Nov 14, 2012

Big Data ETL and Big Data Analysis

I was at Strata New York 2012 last month. Great conference! Thanks O'Reilly media for assembling the industry leaders and running it well.

I understand it was too crowded for some of my out-of-town friends. Stepping out to the streets of mid-town Manhattan for a breath of fresh air and calmness wasn't an option either. Maybe O'Reilly can get a bigger space next year?

My primary interest in Big Data analysis was structured data analysis i.e. crunching, munging (ETL) and analysis of large dataset in columns and rows.

My team deals with 1-2 Terabytes (~ 1 billion rows) of structured data (e.g sales transaction data) regularly for marketing/retail/healthcare analytics. Like others, we're spending a lot of time in Big Data ETL processes and less on Big Data Analysis. Someone at Strata New York captured this well,
80% of a Big Data development effort goes into data integration efforts and only 20% of our effort/time is spent on analysis, i.e. interesting things we want to work on
I want to flip this equation. I want to be able to spend 20% of our time/effort on Big Data ETL/integration efforts and 80% on Big Data analysis.
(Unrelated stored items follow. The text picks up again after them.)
//! Physical units with type safety.
//!
//! These newtypes keep time, frequency, and source current from being mixed
//! up across the generation and analysis layers. TEM waveforms live on
//! millisecond-to-second scales, so the helpers favour ms over ps/ns.

use serde::{Deserialize, Serialize};
use std::ops::Mul;

/// Time duration in seconds.
#[derive(Clone, Copy, Debug, PartialEq, PartialOrd, Default, Serialize, Deserialize)]
#[serde(transparent)]
pub struct Seconds(pub f64);

impl Seconds {
    #[inline]
    pub fn from_ms(ms: f64) -> Self {
        Self(ms * 1e-3)
    }

    #[inline]
    pub fn as_ms(&self) -> f64 {
        self.0 * 1e3
    }

    /// Convert to frequency (reciprocal).
    #[inline]
    pub fn to_frequency(&self) -> Hertz {
        Hertz(1.0 / self.0)
    }

    /// True for a finite, strictly positive duration.
    #[inline]
    pub fn is_positive(&self) -> bool {
        self.0.is_finite() && self.0 > 0.0
    }
}

impl Mul<f64> for Seconds {
    type Output = Self;
    fn mul(self, rhs: f64) -> Self {
        Self(self.0 * rhs)
    }
}

/// Frequency in Hertz.
#[derive(Clone, Copy, Debug, PartialEq, PartialOrd, Default, Serialize, Deserialize)]
#[serde(transparent)]
pub struct Hertz(pub f64);

/// Transmitter loop current in Amperes.
#[derive(Clone, Copy, Debug, PartialEq, PartialOrd, Default, Serialize, Deserialize)]
#[serde(transparent)]
pub struct Amperes(pub f64);

impl Amperes {
    pub const ZERO: Self = Self(0.0);
}
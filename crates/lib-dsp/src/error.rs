//! Error types for generation and analysis.

use lib_types::WaveformError;
use thiserror::Error;

/// Errors that can occur during spectral analysis.
#[derive(Clone, Debug, PartialEq, Error)]
pub enum DspError {
    /// Analysis grid needs at least two samples.
    #[error("Insufficient samples: need at least {needed}, got {got}")]
    InsufficientSamples { needed: usize, got: usize },

    /// Analysis window is non-positive, non-finite, or shorter than the waveform.
    #[error("Invalid time window t_max = {t_max} s: {reason}")]
    InvalidTimeWindow { t_max: f64, reason: String },

    /// Waveform cannot be interpolated onto the analysis grid.
    #[error("Cannot resample onto uniform grid: {0}")]
    NonUniformResample(String),

    /// Input length mismatch.
    #[error("Input length mismatch: expected {expected}, got {actual}")]
    LengthMismatch { expected: usize, actual: usize },

    /// Out-of-range analysis setting.
    #[error("Invalid configuration: {0}")]
    InvalidConfig(String),

    /// Transform backend reported a failure.
    #[error("Numerical instability: {0}")]
    NumericalInstability(String),
}

/// Result type for DSP operations.
pub type DspResult<T> = Result<T, DspError>;

/// Errors that can occur while building a waveform.
#[derive(Clone, Debug, PartialEq, Error)]
pub enum GeneratorError {
    /// Tag does not name a supported waveform kind.
    #[error("Unsupported waveform type '{0}'")]
    UnsupportedWaveformType(String),

    /// Missing, malformed, or out-of-range parameter.
    #[error("Invalid parameter '{parameter}' for {kind} waveform: {reason}")]
    InvalidParameters {
        kind: String,
        parameter: String,
        reason: String,
    },

    /// Fewer than two distinct time samples would result.
    #[error("Degenerate {kind} waveform: {distinct} distinct time sample(s)")]
    DegenerateWaveform { kind: String, distinct: usize },
}

impl GeneratorError {
    /// Create an invalid parameter error.
    pub fn invalid(
        kind: impl ToString,
        parameter: impl Into<String>,
        reason: impl Into<String>,
    ) -> Self {
        Self::InvalidParameters {
            kind: kind.to_string(),
            parameter: parameter.into(),
            reason: reason.into(),
        }
    }

    /// Map a sample-level invariant violation onto a generator error.
    pub(crate) fn from_waveform(kind: impl ToString, err: WaveformError) -> Self {
        match err {
            WaveformError::TooFewSamples(n) => Self::DegenerateWaveform {
                kind: kind.to_string(),
                distinct: n,
            },
            WaveformError::LengthMismatch { .. } => Self::invalid(kind, "y", err.to_string()),
            WaveformError::NonFinite { .. } => Self::invalid(kind, "samples", err.to_string()),
            other => Self::invalid(kind, "t", other.to_string()),
        }
    }
}

/// Result type for waveform generation.
pub type GeneratorResult<T> = Result<T, GeneratorError>;
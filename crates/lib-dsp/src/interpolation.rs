//! Time-domain linear interpolation on non-uniform grids.

use crate::error::{DspError, DspResult};

/// Interpolate samples `(t, y)` at every time in `targets`.
///
/// `t` must be strictly increasing and `targets` ascending; the sweep keeps a
/// cursor instead of searching per point. Targets coinciding with a node get
/// that node's value exactly. Targets outside `[t[0], t[last]]` evaluate to
/// `outside`.
pub fn interpolate_linear(
    t: &[f64],
    y: &[f64],
    targets: &[f64],
    outside: f64,
) -> DspResult<Vec<f64>> {
    if t.len() != y.len() {
        return Err(DspError::LengthMismatch {
            expected: t.len(),
            actual: y.len(),
        });
    }
    if t.len() < 2 {
        return Err(DspError::NonUniformResample(format!(
            "need at least 2 source samples, got {}",
            t.len()
        )));
    }

    let first = t[0];
    let last = t[t.len() - 1];
    let mut result = Vec::with_capacity(targets.len());
    let mut lower = 0;

    for &target in targets {
        if target < first || target > last {
            result.push(outside);
            continue;
        }

        // Advance to the bracketing interval [t[lower], t[lower + 1]]
        while lower + 1 < t.len() && t[lower + 1] <= target {
            lower += 1;
        }

        if t[lower] == target || lower + 1 == t.len() {
            result.push(y[lower]);
            continue;
        }

        let t0 = t[lower];
        let t1 = t[lower + 1];
        let frac = (target - t0) / (t1 - t0);
        result.push(y[lower] + frac * (y[lower + 1] - y[lower]));
    }

    Ok(result)
}

/// Time at which the segment `(t0, v0) -> (t1, v1)` crosses `level`.
///
/// Returns `t1` when the segment is flat.
#[inline]
pub fn crossing_time(t0: f64, v0: f64, t1: f64, v1: f64, level: f64) -> f64 {
    if v1 == v0 {
        return t1;
    }
    t0 + (level - v0) / (v1 - v0) * (t1 - t0)
}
At Strata, I wanted to check if vendors and open source communities had simplified the Hadoop stack for my use. There have been many improvements in the past year and the products on my list is quite long. We've more players in Big Data space and the solution space is muddy. It is great to have more vendors, experts, communities focusing on Big Data but the product space is crowded, fragmented and CONFUSING (just listing all Apache products discussed at Strata needs 1 full page.)

I created a list of products to try out. I wish these products were easy to evaluate (legal paperwork, infrastructure footprint, and ease of setup and execute my use cases).

As far as ease of use and powerful data science workbench is concerned, I want to use something like R or even Excel for these steps (Big Data ETL and Big Data analysis), but they are both memory constrained. So, I need other options.

Did someone say, Hadoop? Yup, on it. I tried it a few years ago and we're exploring it now. Hadoop/MapReduce is THE infrastructure to power Big Data ETL and Big Data analysis.

I also believe that MapReduce and Databases are complementary technologies and the experts agree! See MapReduce and Parallel DBMSs: friends or foes?

Here's how I've framed my problem and thinking about the solution space.

Big Data ETL process

Take big structured dataset (multiple CSV files with total 100M-1B rows) and create DDL/clean/transform/split/sample/separate errors in minutes.

Solution options:
  1. Unix scripts (shell, awk, perl). Do all of the above in one pass (i.e. read each row only once) quickly. Start with Unix parallel processes, scale to multiple machines (mapreduce-style) only if needed
  2. Big Data ETL tools like Kafka?
  3. Open source ETL tools (e.g. Talend)
  4. Can commercial ETL tools do this in a few minutes/hours?
  5. Others?
Given any structured data from client (csv), our Big Data ETL workbench takes the data and processes it super fast (detect data types, clean, transform eg. change date formats to our internal standards, separate error rows, create sample, split into multiple clean files)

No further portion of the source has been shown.